Exercise instructions - Go through the data below and copy each line where the word "TypeAction" occurs.

Collection entries:
· · · · · · ·
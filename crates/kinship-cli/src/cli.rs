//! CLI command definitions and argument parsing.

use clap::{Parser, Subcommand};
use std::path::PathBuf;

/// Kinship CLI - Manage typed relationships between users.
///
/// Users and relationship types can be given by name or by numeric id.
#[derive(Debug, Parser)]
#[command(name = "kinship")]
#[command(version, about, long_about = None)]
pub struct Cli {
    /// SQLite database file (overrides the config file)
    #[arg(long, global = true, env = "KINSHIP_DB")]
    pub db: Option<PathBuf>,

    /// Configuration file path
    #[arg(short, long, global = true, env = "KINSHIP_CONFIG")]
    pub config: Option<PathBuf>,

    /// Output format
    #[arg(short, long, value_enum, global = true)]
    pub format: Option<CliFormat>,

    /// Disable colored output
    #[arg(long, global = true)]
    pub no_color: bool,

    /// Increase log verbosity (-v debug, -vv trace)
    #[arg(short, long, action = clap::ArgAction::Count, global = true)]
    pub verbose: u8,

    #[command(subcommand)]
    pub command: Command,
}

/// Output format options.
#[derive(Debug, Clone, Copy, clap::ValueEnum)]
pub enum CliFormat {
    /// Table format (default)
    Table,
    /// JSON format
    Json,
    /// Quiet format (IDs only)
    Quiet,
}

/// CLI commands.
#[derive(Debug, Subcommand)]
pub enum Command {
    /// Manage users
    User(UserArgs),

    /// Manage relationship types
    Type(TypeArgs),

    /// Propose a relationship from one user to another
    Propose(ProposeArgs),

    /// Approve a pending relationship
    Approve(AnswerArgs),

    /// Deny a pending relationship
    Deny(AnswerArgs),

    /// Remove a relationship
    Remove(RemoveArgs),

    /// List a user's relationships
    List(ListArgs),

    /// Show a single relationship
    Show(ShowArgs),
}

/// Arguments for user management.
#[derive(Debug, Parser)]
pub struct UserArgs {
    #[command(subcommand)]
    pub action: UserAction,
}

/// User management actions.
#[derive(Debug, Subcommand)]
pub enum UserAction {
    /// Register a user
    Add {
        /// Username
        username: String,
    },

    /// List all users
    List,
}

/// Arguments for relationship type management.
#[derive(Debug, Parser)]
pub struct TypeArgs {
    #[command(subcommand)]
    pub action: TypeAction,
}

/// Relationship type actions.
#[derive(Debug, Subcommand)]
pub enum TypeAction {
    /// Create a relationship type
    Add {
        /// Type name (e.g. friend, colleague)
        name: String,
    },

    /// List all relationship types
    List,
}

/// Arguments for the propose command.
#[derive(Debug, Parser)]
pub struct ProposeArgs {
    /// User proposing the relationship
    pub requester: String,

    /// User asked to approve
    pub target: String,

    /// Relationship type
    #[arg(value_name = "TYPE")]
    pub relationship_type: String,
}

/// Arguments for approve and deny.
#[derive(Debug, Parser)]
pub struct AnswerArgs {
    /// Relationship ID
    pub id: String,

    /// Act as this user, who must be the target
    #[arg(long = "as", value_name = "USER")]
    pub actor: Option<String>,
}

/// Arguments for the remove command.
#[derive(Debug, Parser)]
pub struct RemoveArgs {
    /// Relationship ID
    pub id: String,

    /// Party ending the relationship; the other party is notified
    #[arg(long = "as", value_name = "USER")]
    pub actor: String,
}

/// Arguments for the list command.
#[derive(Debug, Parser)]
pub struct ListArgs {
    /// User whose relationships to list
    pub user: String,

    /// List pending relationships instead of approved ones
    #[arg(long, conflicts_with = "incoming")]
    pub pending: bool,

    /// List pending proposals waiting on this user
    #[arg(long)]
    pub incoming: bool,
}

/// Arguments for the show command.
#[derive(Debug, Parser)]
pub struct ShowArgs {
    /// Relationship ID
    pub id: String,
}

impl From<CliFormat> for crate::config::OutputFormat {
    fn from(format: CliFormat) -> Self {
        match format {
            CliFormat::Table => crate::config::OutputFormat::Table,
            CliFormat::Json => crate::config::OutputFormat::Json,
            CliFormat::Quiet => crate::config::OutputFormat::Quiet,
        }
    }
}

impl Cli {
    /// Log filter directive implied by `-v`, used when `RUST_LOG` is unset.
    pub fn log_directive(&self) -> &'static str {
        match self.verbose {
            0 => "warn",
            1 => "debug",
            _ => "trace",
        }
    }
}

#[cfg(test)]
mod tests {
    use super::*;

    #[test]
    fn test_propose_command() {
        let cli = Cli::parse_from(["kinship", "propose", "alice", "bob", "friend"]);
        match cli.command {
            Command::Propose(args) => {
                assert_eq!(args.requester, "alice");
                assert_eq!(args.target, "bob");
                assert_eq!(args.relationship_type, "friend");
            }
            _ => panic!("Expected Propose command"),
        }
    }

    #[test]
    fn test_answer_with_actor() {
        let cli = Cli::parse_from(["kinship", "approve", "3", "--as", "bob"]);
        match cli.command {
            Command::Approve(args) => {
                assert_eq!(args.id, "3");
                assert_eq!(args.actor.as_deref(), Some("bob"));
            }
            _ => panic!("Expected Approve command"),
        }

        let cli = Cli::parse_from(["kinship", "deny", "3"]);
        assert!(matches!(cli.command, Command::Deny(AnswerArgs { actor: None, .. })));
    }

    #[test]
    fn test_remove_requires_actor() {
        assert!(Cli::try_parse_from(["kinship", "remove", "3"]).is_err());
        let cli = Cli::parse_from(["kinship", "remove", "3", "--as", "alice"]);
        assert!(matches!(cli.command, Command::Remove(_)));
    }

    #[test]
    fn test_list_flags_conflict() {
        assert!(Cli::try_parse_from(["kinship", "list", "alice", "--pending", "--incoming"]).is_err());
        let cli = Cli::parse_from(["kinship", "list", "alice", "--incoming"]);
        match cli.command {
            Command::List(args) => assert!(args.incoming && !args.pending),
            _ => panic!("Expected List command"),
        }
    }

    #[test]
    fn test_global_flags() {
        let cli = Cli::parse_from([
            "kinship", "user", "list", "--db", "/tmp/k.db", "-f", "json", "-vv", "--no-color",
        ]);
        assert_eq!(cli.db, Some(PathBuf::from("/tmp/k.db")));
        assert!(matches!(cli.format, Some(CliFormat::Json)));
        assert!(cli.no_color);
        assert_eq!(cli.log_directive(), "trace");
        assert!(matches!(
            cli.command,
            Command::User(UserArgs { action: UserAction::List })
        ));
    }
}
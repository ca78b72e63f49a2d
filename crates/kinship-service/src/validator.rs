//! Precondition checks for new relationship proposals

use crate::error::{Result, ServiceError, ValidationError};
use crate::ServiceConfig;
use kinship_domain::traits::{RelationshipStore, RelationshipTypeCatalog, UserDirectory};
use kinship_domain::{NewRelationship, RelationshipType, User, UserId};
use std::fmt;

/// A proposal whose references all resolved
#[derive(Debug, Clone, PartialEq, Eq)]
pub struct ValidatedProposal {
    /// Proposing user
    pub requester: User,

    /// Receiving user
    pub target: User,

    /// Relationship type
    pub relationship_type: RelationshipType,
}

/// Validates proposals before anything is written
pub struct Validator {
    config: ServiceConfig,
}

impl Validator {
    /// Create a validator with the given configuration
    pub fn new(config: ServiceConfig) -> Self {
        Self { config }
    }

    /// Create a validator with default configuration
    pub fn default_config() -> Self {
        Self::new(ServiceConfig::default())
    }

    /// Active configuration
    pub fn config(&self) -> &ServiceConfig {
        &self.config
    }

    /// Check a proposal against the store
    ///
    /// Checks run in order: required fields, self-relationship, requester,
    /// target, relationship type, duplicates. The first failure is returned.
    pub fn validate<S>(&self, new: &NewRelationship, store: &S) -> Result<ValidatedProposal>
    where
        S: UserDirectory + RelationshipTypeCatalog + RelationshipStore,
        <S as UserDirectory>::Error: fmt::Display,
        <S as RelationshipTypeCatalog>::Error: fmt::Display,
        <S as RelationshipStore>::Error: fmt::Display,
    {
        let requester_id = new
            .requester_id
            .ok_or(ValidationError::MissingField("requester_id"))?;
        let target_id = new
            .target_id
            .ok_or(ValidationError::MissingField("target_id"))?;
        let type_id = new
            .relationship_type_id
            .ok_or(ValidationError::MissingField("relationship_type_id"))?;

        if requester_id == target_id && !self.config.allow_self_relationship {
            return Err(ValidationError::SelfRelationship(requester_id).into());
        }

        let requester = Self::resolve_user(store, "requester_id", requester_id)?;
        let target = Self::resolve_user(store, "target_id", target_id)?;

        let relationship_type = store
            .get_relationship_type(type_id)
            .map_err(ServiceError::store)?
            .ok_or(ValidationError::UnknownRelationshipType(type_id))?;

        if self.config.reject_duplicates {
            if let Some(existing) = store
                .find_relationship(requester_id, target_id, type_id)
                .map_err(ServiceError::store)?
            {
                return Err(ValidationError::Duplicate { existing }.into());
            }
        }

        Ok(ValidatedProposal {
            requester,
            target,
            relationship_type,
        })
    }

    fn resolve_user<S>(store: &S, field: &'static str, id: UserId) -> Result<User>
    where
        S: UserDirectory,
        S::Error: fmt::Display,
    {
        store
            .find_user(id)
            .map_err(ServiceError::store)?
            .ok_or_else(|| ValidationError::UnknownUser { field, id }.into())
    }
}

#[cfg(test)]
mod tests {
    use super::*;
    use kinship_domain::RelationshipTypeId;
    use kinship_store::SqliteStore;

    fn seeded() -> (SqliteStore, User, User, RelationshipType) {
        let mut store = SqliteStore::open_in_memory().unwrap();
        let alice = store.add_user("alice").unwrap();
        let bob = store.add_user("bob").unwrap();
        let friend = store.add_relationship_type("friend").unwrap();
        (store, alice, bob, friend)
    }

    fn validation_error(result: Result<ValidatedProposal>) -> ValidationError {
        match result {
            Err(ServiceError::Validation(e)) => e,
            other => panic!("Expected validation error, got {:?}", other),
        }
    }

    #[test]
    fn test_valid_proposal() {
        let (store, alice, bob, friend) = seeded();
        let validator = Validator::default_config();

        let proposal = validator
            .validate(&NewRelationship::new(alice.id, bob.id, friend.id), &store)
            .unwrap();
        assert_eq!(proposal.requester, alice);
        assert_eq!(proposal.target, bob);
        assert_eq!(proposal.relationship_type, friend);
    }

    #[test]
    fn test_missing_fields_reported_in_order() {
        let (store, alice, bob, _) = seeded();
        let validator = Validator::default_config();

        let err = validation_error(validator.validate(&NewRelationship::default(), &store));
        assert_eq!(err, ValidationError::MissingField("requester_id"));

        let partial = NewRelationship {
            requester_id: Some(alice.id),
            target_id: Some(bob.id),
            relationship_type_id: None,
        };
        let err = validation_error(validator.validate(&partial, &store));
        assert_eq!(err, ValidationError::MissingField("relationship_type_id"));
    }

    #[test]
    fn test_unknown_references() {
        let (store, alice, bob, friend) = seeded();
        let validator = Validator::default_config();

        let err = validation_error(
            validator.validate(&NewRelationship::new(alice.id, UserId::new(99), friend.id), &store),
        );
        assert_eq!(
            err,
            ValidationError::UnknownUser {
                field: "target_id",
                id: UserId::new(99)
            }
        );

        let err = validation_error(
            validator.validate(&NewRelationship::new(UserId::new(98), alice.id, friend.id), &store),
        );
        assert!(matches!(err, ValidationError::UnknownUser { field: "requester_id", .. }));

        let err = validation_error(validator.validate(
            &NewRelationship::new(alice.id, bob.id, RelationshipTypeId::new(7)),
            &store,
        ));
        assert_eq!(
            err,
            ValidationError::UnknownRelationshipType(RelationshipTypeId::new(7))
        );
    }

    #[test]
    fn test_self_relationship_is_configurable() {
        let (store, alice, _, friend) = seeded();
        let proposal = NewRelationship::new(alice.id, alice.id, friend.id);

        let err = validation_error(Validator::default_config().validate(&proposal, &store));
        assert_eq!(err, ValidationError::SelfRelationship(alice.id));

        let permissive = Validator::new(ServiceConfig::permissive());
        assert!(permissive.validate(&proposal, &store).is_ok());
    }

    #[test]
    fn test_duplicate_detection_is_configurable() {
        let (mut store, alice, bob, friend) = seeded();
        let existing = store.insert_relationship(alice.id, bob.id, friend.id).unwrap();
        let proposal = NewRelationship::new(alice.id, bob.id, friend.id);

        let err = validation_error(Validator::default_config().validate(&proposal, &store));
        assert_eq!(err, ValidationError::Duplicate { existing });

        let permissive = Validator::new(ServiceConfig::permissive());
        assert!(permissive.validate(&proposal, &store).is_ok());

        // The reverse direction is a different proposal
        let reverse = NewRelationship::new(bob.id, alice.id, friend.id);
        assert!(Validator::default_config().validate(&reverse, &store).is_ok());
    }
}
· · · · · · ·
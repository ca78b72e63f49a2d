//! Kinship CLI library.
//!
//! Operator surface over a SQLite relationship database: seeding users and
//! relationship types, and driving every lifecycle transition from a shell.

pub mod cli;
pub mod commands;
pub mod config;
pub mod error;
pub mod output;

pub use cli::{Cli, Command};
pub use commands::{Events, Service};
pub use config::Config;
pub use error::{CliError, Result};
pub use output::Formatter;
· · · · · · ·
Solved exercise -
    pub action: TypeAction,
pub enum TypeAction {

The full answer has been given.